If you’re in Texas and not ready to hop on an airplane or crowd into some cosmopolitan hotel, then this guide is for you.

👉 10 Weird & Wonderful Places to Stay in Texas

Would you like to spend your weekend in a treehouse high up in the cypress trees with a canopy tour to boot? Or perhaps in a teepee? Maybe being surrounded by gazelles, zebras, yak and emu sounds fun. Or maybe glamping in an Airstream at the beach is your cup of tea. Sleeping in a caboose is a choice. There’s also an old Spanish mission.

Okay, this all sounds like a Dr. Seuss book. I’m tempted to go back and make it rhyme. Maybe another time.

Software Dev

Learn to Love Throwing in Swift

I really like the points made in this article about Swift error handling: using throw/try/catch is actually much better than returning optionals or the new Result type.

👉Benefits of using throwing functions (try) – Swift’s most underrated feature?

Throwing errors, when used throughout your codebase, helps you reduce and simplify code. It makes your unit testing easier too.

As a former Java programmer, I have to admit some hesitance to throw anything. Java error handling can turn into a nightmare of its own.

But the author makes some compelling arguments why throwing might make sense in Swift. Error handling is never fun; let’s do it the easy way. 🤷🏻‍♂️

In a related note, Re: Making Wrong Code Look Wrong also talks about the benefits of throwing in Swift, in particular with relation to local reasoning. 👍

Via iOS Dev Weekly.

History

The Tulsa Massacre of 1921

Quartz published the story of the Tulsa massacre of 1921, in which the burgeoning “Black Wall Street” neighborhood of Tulsa was set ablaze in a bizarre night of white racial rage. Hundreds or African Americans were killed, and many thousands lost their homes.

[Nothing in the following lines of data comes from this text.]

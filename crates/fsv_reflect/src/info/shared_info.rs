use core::any::TypeId;

use crate::info::{Type, TypeInfo, TypePath, impl_type_fn};

/// Static information of a shared reference handle, `Shared<T>`.
///
/// The pointee is either a concrete reflected type, or the polymorphic
/// `dyn Reflect`, in which case the runtime type of the value can be any
/// reflected type.
#[derive(Clone, Debug)]
pub struct SharedInfo {
    ty: Type,
    pointee: Type,
    pointee_info: Option<fn() -> &'static TypeInfo>,
}

impl SharedInfo {
    impl_type_fn!(ty);

    /// `pointee_info` is `None` for a polymorphic pointee.
    #[inline]
    pub const fn new<TShared: TypePath, TPointee: TypePath + ?Sized>(
        pointee_info: Option<fn() -> &'static TypeInfo>,
    ) -> Self {
        Self {
            ty: Type::of::<TShared>(),
            pointee: Type::of::<TPointee>(),
            pointee_info,
        }
    }

    /// The declared pointee type.
    #[inline]
    pub const fn pointee(&self) -> &Type {
        &self.pointee
    }

    #[inline]
    pub const fn pointee_id(&self) -> TypeId {
        self.pointee.id()
    }

    /// Info of a concrete pointee, `None` when polymorphic.
    #[inline]
    pub fn pointee_info(&self) -> Option<&'static TypeInfo> {
        self.pointee_info.map(|info| info())
    }

    #[inline]
    pub const fn is_polymorphic(&self) -> bool {
        self.pointee_info.is_none()
    }
}
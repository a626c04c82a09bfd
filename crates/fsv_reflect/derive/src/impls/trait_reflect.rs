use proc_macro2::TokenStream;
use quote::quote;

use crate::derive_data::ReflectMeta;

/// Generate implementation code for `Reflect`, `kind` is `Struct` or `Enum`.
pub(crate) fn impl_trait_reflect(
    meta: &ReflectMeta,
    kind: TokenStream,
    where_clause: &TokenStream,
) -> TokenStream {
    let fsv_reflect_path = meta.fsv_reflect_path();
    let reflect_ = crate::path::reflect_(fsv_reflect_path);
    let reflect_kind_ = crate::path::reflect_kind_(fsv_reflect_path);
    let reflect_ref_ = crate::path::reflect_ref_(fsv_reflect_path);
    let reflect_mut_ = crate::path::reflect_mut_(fsv_reflect_path);
    let box_ = crate::path::fp::box_();
    let result_ = crate::path::fp::result_();

    let real_ident = meta.ident();
    let (impl_generics, ty_generics, _) = meta.split_generics([], None);

    quote! {
        impl #impl_generics #reflect_ for #real_ident #ty_generics #where_clause {
            fn set(
                &mut self,
                value: #box_<dyn #reflect_>,
            ) -> #result_<(), #box_<dyn #reflect_>> {
                *self = value.take::<Self>()?;
                #result_::Ok(())
            }

            #[inline]
            fn reflect_kind(&self) -> #reflect_kind_ {
                #reflect_kind_::#kind
            }

            #[inline]
            fn reflect_ref(&self) -> #reflect_ref_<'_> {
                #reflect_ref_::#kind(self)
            }

            #[inline]
            fn reflect_mut(&mut self) -> #reflect_mut_<'_> {
                #reflect_mut_::#kind(self)
            }
        }
    }
}
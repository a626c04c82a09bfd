// -----------------------------------------------------------------------------
// Modules

mod default;

// -----------------------------------------------------------------------------
// Exports

pub use default::TypeTraitDefault;
use proc_macro2::TokenStream;
use quote::quote;

use super::{impl_trait_get_type_meta, impl_trait_reflect, impl_trait_type_path, impl_trait_typed};

use crate::derive_data::ReflectMeta;

/// Implement reflect for a `#[reflect(opaque)]` type.
///
/// Fields are not reflected, values of the type are only handled by a
/// strategy registered for it.
pub(crate) fn impl_opaque(meta: &ReflectMeta) -> TokenStream {
    let fsv_reflect_path = meta.fsv_reflect_path();
    let type_info_ = crate::path::type_info_(fsv_reflect_path);
    let opaque_info_ = crate::path::opaque_info_(fsv_reflect_path);

    let (_, _, where_clause) = meta.split_generics([], None);

    let type_path_trait_tokens = impl_trait_type_path(meta);

    let info_tokens = quote! {
        #type_info_::Opaque(#opaque_info_::new::<Self>())
    };
    let typed_trait_tokens = impl_trait_typed(meta, info_tokens, &where_clause);

    let reflect_trait_tokens = impl_trait_reflect(meta, quote!(Opaque), &where_clause);

    let get_type_meta_tokens = impl_trait_get_type_meta(meta, [], &where_clause);

    quote! {
        #type_path_trait_tokens

        #typed_trait_tokens

        #reflect_trait_tokens

        #get_type_meta_tokens
    }
}
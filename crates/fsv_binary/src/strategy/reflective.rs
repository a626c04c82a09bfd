use fsv_reflect::Reflect;
use fsv_reflect::info::{StructInfo, TypeInfo};
use fsv_reflect::ops::{ReflectMut, ReflectRef};

use super::SerializerStrategy;
use crate::codec::{read_len, read_string, write_len, write_str};
use crate::engine::{DeserializeDriver, SerializeDriver};
use crate::error::{Error, Result};

/// A handled type whose value is of another kind, a broken `handles`.
#[cold]
pub(crate) fn kind_mismatch(expected: &'static str, found: &dyn Reflect) -> Error {
    Error::TypeMismatch {
        expected,
        found: found.reflect_type_path(),
    }
}

fn struct_info(value: &dyn Reflect) -> Result<&'static StructInfo> {
    match value.reflect_type_info() {
        TypeInfo::Struct(info) => Ok(info),
        _ => Err(kind_mismatch("a struct", value)),
    }
}

/// Structs, member by member.
///
/// The members are the fields selected by the engine's
/// [`MemberPolicy`](crate::member::MemberPolicy). The payload is
/// `<i32 member count>` and, per member, `<string name><value>`.
///
/// Members are matched by name when reading: members missing from the
/// stream keep their current value, so data written before a field was
/// added stays readable. A name the type does not know is an error, its
/// payload cannot be skipped.
#[derive(Debug, Clone, Copy, Default)]
pub struct ReflectiveStrategy;

impl SerializerStrategy for ReflectiveStrategy {
    #[inline]
    fn handles(&self, info: &'static TypeInfo) -> bool {
        matches!(info, TypeInfo::Struct(_))
    }

    fn serialize(&self, value: &dyn Reflect, driver: &mut SerializeDriver) -> Result<()> {
        let members = driver.members(struct_info(value)?);
        let ReflectRef::Struct(target) = value.reflect_ref() else {
            return Err(kind_mismatch("a struct", value));
        };

        write_len(driver.writer(), members.len())?;
        for member in members.iter() {
            write_str(driver.writer(), member.name())?;
            driver.serialize_value(member.get(target)?)?;
        }
        Ok(())
    }

    fn deserialize(&self, target: &mut dyn Reflect, driver: &mut DeserializeDriver) -> Result<()> {
        let info = struct_info(target)?;
        let members = driver.members(info);
        let ReflectMut::Struct(target) = target.reflect_mut() else {
            return Err(kind_mismatch("a struct", target));
        };

        let len = read_len(driver.reader())?;
        for _ in 0..len {
            let name = read_string(driver.reader())?;
            let Some(member) = members.iter().find(|member| member.name() == name) else {
                return Err(Error::UnknownMember {
                    type_path: info.type_path(),
                    member: name,
                });
            };
            driver.deserialize_value(member.get_mut(target)?)?;
        }
        Ok(())
    }
}

#[cfg(test)]
mod tests {
    use fsv_reflect::derive::Reflect;

    use crate::codec::{write_len, write_primitive, write_str};
    use crate::engine::Engine;
    use crate::error::Error;

    #[derive(Reflect, Default, Debug, PartialEq)]
    struct Stats {
        pub hp: i32,
        pub speed: f32,
        cache: u8,
    }

    #[test]
    fn payload_is_named_members() {
        let mut engine = Engine::default();
        let stats = Stats {
            hp: 4,
            speed: 1.5,
            cache: 9,
        };
        let bytes = engine.to_bytes(&stats).unwrap();

        let mut expected = Vec::new();
        write_len(&mut expected, 2).unwrap();
        write_str(&mut expected, "hp").unwrap();
        write_primitive(&mut expected, &4_i32).unwrap();
        write_str(&mut expected, "speed").unwrap();
        write_primitive(&mut expected, &1.5_f32).unwrap();
        assert_eq!(bytes, expected);

        let back: Stats = engine.from_bytes(&bytes).unwrap();
        assert_eq!(back.hp, 4);
        assert_eq!(back.cache, 0);
    }

    #[test]
    fn members_match_by_name() {
        let mut bytes = Vec::new();
        write_len(&mut bytes, 1).unwrap();
        write_str(&mut bytes, "speed").unwrap();
        write_primitive(&mut bytes, &3.0_f32).unwrap();

        let mut engine = Engine::default();
        let mut stats = Stats {
            hp: 7,
            speed: 0.0,
            cache: 1,
        };
        engine.from_bytes_into(&bytes, &mut stats).unwrap();
        assert_eq!(
            stats,
            Stats {
                hp: 7,
                speed: 3.0,
                cache: 1
            }
        );
    }

    #[test]
    fn unknown_member_fails() {
        let mut bytes = Vec::new();
        write_len(&mut bytes, 1).unwrap();
        write_str(&mut bytes, "cache").unwrap();
        write_primitive(&mut bytes, &1_u8).unwrap();

        let mut engine = Engine::default();
        let err = engine.from_bytes::<Stats>(&bytes).unwrap_err();
        let Error::UnknownMember { member, .. } = err else {
            panic!("unexpected error: {err}");
        };
        assert_eq!(member, "cache");
    }
}
use fsv_reflect::Reflect;
use fsv_reflect::info::TypeInfo;
use fsv_reflect::ops::{ReflectMut, ReflectRef};

use super::SerializerStrategy;
use super::reflective::kind_mismatch;
use crate::codec::{read_len, write_len};
use crate::engine::{DeserializeDriver, SerializeDriver};
use crate::error::Result;

/// Growable sequences: `<i32 count>` and the elements in order.
///
/// Reading replaces the whole content of the list.
#[derive(Debug, Clone, Copy, Default)]
pub struct ListStrategy;

impl SerializerStrategy for ListStrategy {
    #[inline]
    fn handles(&self, info: &'static TypeInfo) -> bool {
        matches!(info, TypeInfo::List(_))
    }

    fn serialize(&self, value: &dyn Reflect, driver: &mut SerializeDriver) -> Result<()> {
        let ReflectRef::List(list) = value.reflect_ref() else {
            return Err(kind_mismatch("a list", value));
        };
        write_len(driver.writer(), list.len())?;
        for item in list.iter() {
            driver.serialize_value(item)?;
        }
        Ok(())
    }

    fn deserialize(&self, target: &mut dyn Reflect, driver: &mut DeserializeDriver) -> Result<()> {
        let ReflectMut::List(list) = target.reflect_mut() else {
            return Err(kind_mismatch("a list", target));
        };
        let len = read_len(driver.reader())?;
        list.clear();
        for _ in 0..len {
            driver.deserialize_value(list.push_default())?;
        }
        Ok(())
    }
}
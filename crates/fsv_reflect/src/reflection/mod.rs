// -----------------------------------------------------------------------------
// Modules

mod reflect;

// -----------------------------------------------------------------------------
// Internal API

pub(crate) use reflect::impl_reflect_cast_fn;

// -----------------------------------------------------------------------------
// Exports

pub use reflect::Reflect;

👉 We still don’t know just how much was lost in the Tulsa massacre of 1921

More than a thousand African American homes and businesses were looted and burned to the ground; you had a thriving community occupying more than 35 square blocks in Tulsa that was totally destroyed.

But the real story is how little we know about this, “the single largest incident of racial violence in American history.” This terrible story was purposefully forgotten, apparently out of shame.

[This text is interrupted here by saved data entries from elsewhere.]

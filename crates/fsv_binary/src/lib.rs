#![doc = include_str!("../README.md")]
#![cfg_attr(docsrs, feature(doc_cfg))]

// -----------------------------------------------------------------------------
// Modules

mod config;
mod engine;
mod error;

pub mod codec;
pub mod member;
pub mod strategy;
pub mod tracker;

#[cfg(test)]
mod tests;

// -----------------------------------------------------------------------------
// Top-Level exports

pub use config::{EngineConfig, Mode};
pub use engine::{DeserializeDriver, Engine, EngineBuilder, SerializeDriver};
pub use error::{Error, Result};
use crate::Reflect;

/// Iterator over the `(key, value)` pairs of a [`Map`].
pub type MapIter<'a> = Box<dyn Iterator<Item = (&'a dyn Reflect, &'a dyn Reflect)> + 'a>;

/// A key-value container, such as `HashMap<K, V>` or `BTreeMap<K, V>`.
///
/// A decoder rebuilds a map by creating a default key and value with
/// [`new_key`](Map::new_key) / [`new_value`](Map::new_value), filling them
/// in place and inserting the pair.
///
/// # Examples
///
/// ```
/// use std::collections::BTreeMap;
/// use fsv_reflect::ops::Map;
///
/// let mut map = BTreeMap::<String, i32>::new();
/// let dyn_map: &mut dyn Map = &mut map;
///
/// let mut key = dyn_map.new_key();
/// *key.downcast_mut::<String>().unwrap() = "a".into();
/// let value = dyn_map.new_value();
/// assert!(dyn_map.insert_boxed(key, value).is_ok());
/// assert_eq!(map["a"], 0);
/// ```
pub trait Map: Reflect {
    fn len(&self) -> usize;

    #[inline]
    fn is_empty(&self) -> bool {
        self.len() == 0
    }

    /// Returns the value of `key`, `None` if missing or of the wrong type.
    fn get(&self, key: &dyn Reflect) -> Option<&dyn Reflect>;

    /// Iterates over all pairs, in the container's own order.
    fn iter(&self) -> MapIter<'_>;

    fn clear(&mut self);

    /// Creates a default key.
    fn new_key(&self) -> Box<dyn Reflect>;

    /// Creates a default value.
    fn new_value(&self) -> Box<dyn Reflect>;

    /// Inserts a pair, replacing the previous value of the key.
    ///
    /// Returns the pair back if either has the wrong type.
    fn insert_boxed(
        &mut self,
        key: Box<dyn Reflect>,
        value: Box<dyn Reflect>,
    ) -> Result<(), (Box<dyn Reflect>, Box<dyn Reflect>)>;
}
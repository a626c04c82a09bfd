//! Paths into `fsv_reflect` used by the generated code.
//!
//! Keeping them here limits the changes when the layout of `fsv_reflect`
//! moves.

use proc_macro2::TokenStream;
use quote::quote;

// -----------------------------------------------------------------------------
// Crate Path

/// The access path to the `fsv_reflect` crate, found by scanning the
/// builder's `Cargo.toml`.
///
/// 1. Crates depending on `fsv_reflect` get `::fsv_reflect`.
/// 2. Crates depending on the `fsv_core` facade get `::fsv_core::reflect`.
/// 3. Otherwise `::fsv_reflect`, which may be incorrect.
///
/// The lookup reads files and takes a lock, so the path is computed once
/// per derive and passed around.
pub(crate) fn fsv_reflect() -> syn::Path {
    fsv_macro_utils::Manifest::shared(|manifest| manifest.get_crate_path("fsv_reflect"))
}

macro_rules! define_paths {
    ($($name:ident => $($seg:ident)::+;)*) => {
        $(
            #[inline(always)]
            pub(crate) fn $name(fsv_reflect_path: &syn::Path) -> TokenStream {
                quote! { #fsv_reflect_path::$($seg)::+ }
            }
        )*
    };
}

define_paths! {
    reflect_ => Reflect;
    reflect_kind_ => info::ReflectKind;
    reflect_ref_ => ops::ReflectRef;
    reflect_mut_ => ops::ReflectMut;
    type_path_ => info::TypePath;
    typed_ => info::Typed;
    type_info_ => info::TypeInfo;
    struct_info_ => info::StructInfo;
    enum_info_ => info::EnumInfo;
    variant_info_ => info::VariantInfo;
    variant_kind_ => info::VariantKind;
    named_field_ => info::NamedField;
    opaque_info_ => info::OpaqueInfo;
    field_visibility_ => info::FieldVisibility;
    struct_ => ops::Struct;
    enum_ => ops::Enum;
    type_meta_ => registry::TypeMeta;
    get_type_meta_ => registry::GetTypeMeta;
    type_registry_ => registry::TypeRegistry;
    from_type_ => registry::FromType;
    type_trait_default_ => registry::TypeTraitDefault;
    non_generic_type_info_cell_ => impls::NonGenericTypeInfoCell;
    generic_type_info_cell_ => impls::GenericTypeInfoCell;
    generic_type_path_cell_ => impls::GenericTypePathCell;
    concat_ => impls::concat;
}

/// Fully qualified std items, the derive input may shadow the prelude.
pub(crate) mod fp {
    use proc_macro2::TokenStream;
    use quote::quote;

    pub(crate) fn option_() -> TokenStream {
        quote!(::core::option::Option)
    }

    pub(crate) fn result_() -> TokenStream {
        quote!(::core::result::Result)
    }

    pub(crate) fn box_() -> TokenStream {
        quote!(::std::boxed::Box)
    }

    pub(crate) fn default_() -> TokenStream {
        quote!(::core::default::Default)
    }

    pub(crate) fn to_string_() -> TokenStream {
        quote!(::std::string::ToString)
    }
}
use crate::Reflect;
use crate::info::ReflectKind;
use crate::ops::{Array, Enum, List, Map, Optional, SharedRef, Struct};

// -----------------------------------------------------------------------------
// ReflectRef

/// An immutable, kind-specific view of a reflected value.
pub enum ReflectRef<'a> {
    Struct(&'a dyn Struct),
    List(&'a dyn List),
    Array(&'a dyn Array),
    Map(&'a dyn Map),
    Enum(&'a dyn Enum),
    Optional(&'a dyn Optional),
    Shared(&'a dyn SharedRef),
    Opaque(&'a dyn Reflect),
}

impl ReflectRef<'_> {
    pub fn kind(&self) -> ReflectKind {
        match self {
            Self::Struct(_) => ReflectKind::Struct,
            Self::List(_) => ReflectKind::List,
            Self::Array(_) => ReflectKind::Array,
            Self::Map(_) => ReflectKind::Map,
            Self::Enum(_) => ReflectKind::Enum,
            Self::Optional(_) => ReflectKind::Optional,
            Self::Shared(_) => ReflectKind::Shared,
            Self::Opaque(_) => ReflectKind::Opaque,
        }
    }
}

// -----------------------------------------------------------------------------
// ReflectMut

/// A mutable, kind-specific view of a reflected value.
pub enum ReflectMut<'a> {
    Struct(&'a mut dyn Struct),
    List(&'a mut dyn List),
    Array(&'a mut dyn Array),
    Map(&'a mut dyn Map),
    Enum(&'a mut dyn Enum),
    Optional(&'a mut dyn Optional),
    Shared(&'a mut dyn SharedRef),
    Opaque(&'a mut dyn Reflect),
}

impl ReflectMut<'_> {
    pub fn kind(&self) -> ReflectKind {
        match self {
            Self::Struct(_) => ReflectKind::Struct,
            Self::List(_) => ReflectKind::List,
            Self::Array(_) => ReflectKind::Array,
            Self::Map(_) => ReflectKind::Map,
            Self::Enum(_) => ReflectKind::Enum,
            Self::Optional(_) => ReflectKind::Optional,
            Self::Shared(_) => ReflectKind::Shared,
            Self::Opaque(_) => ReflectKind::Opaque,
        }
    }
}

Despite the gravity of the event, like other important chapters of African-American history, the Tulsa race massacre was all but deleted from the US’s collective memory for decades.

It is also interesting that this savage attack did not destroy the neighborhood, which came bouncing back stronger than ever after the violence. However, eventually the larger forces of “desegregation, urban redesign, and competition from large-scale white businesses” did it in. 🤦🏻‍♂️

Via Apple News.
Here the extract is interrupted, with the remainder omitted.